▸ TO DO:
Each line below that contains the word "THEME" is to be counted; give only the final number.

▸ MATERIAL FOR THIS EXERCISE:
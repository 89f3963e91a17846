//! Flags persisted through the file backend

use mentor_flags::{names, ConsentRecord, FileBackend, FlagStore, Role};
use pretty_assertions::assert_eq;
use proptest::prelude::*;
use serde_json::Value;
use std::collections::BTreeMap;
use std::path::Path;
use std::sync::Arc;

fn open(path: &Path) -> FlagStore {
    FlagStore::new(Arc::new(FileBackend::open(path).unwrap()))
}

#[test]
fn flags_survive_restart() {
    let dir = tempfile::tempdir().unwrap();
    let path = dir.path().join("flags.json");

    {
        let store = open(&path);
        store.set(names::THEME, "dark");
        store.set(names::SIDEBAR_COLLAPSED, &true);
        store.set_role(Role::Mentee);
        store.record_consent(
            names::MENTOR_LEGAL_CONSENTS,
            "mentor_agreement",
            ConsentRecord::accepted("v1.0"),
        );
    }

    let store = open(&path);
    assert_eq!(store.get(names::THEME, String::new()), "dark");
    assert!(store.get(names::SIDEBAR_COLLAPSED, false));
    assert_eq!(store.role(), Role::Mentee);
    assert!(store.has_accepted(names::MENTOR_LEGAL_CONSENTS, "mentor_agreement", "v1.0"));
    assert!(store.get(names::MENTOR_AGREEMENT_ACCEPTED, false));
}

#[test]
fn removal_survives_restart() {
    let dir = tempfile::tempdir().unwrap();
    let path = dir.path().join("flags.json");

    let store = open(&path);
    store.set(names::DEMO_MODE, &true);
    store.set(names::ONBOARDING_COMPLETE, &true);
    store.remove(names::DEMO_MODE);
    drop(store);

    let store = open(&path);
    assert_eq!(store.keys(), vec![names::ONBOARDING_COMPLETE.to_string()]);
}

#[test]
fn file_is_a_json_object_of_encoded_values() {
    let dir = tempfile::tempdir().unwrap();
    let path = dir.path().join("flags.json");
    open(&path).set(names::THEME, "dark");

    let raw: BTreeMap<String, String> =
        serde_json::from_str(&std::fs::read_to_string(&path).unwrap()).unwrap();
    assert_eq!(raw.get(names::THEME).map(String::as_str), Some("\"dark\""));
}

#[test]
fn hand_edited_value_falls_back_to_default() {
    let dir = tempfile::tempdir().unwrap();
    let path = dir.path().join("flags.json");
    std::fs::write(&path, r#"{ "sidebar_collapsed": "not json" }"#).unwrap();

    let store = open(&path);
    assert!(store.has(names::SIDEBAR_COLLAPSED));
    assert!(!store.get(names::SIDEBAR_COLLAPSED, false));
}

fn json_value() -> impl Strategy<Value = Value> {
    let leaf = prop_oneof![
        Just(Value::Null),
        any::<bool>().prop_map(Value::Bool),
        any::<i64>().prop_map(Value::from),
        "[a-zA-Z0-9 @._-]{0,24}".prop_map(Value::String),
    ];
    leaf.prop_recursive(3, 24, 4, |inner| {
        prop_oneof![
            prop::collection::vec(inner.clone(), 0..4).prop_map(Value::Array),
            prop::collection::btree_map("[a-z_]{1,8}", inner, 0..4)
                .prop_map(|m| Value::Object(m.into_iter().collect())),
        ]
    })
}

proptest! {
    #[test]
    fn set_then_get_is_deep_equal(name in "[a-z_]{1,16}", value in json_value()) {
        let dir = tempfile::tempdir().unwrap();
        let store = open(&dir.path().join("flags.json"));
        prop_assert!(store.set(&name, &value));
        prop_assert_eq!(store.get(&name, Value::Null), value.clone());

        let reopened = open(&dir.path().join("flags.json"));
        prop_assert_eq!(reopened.try_get::<Value>(&name), Some(value));
    }
}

▸ RESULT OF THE EXERCISE:
4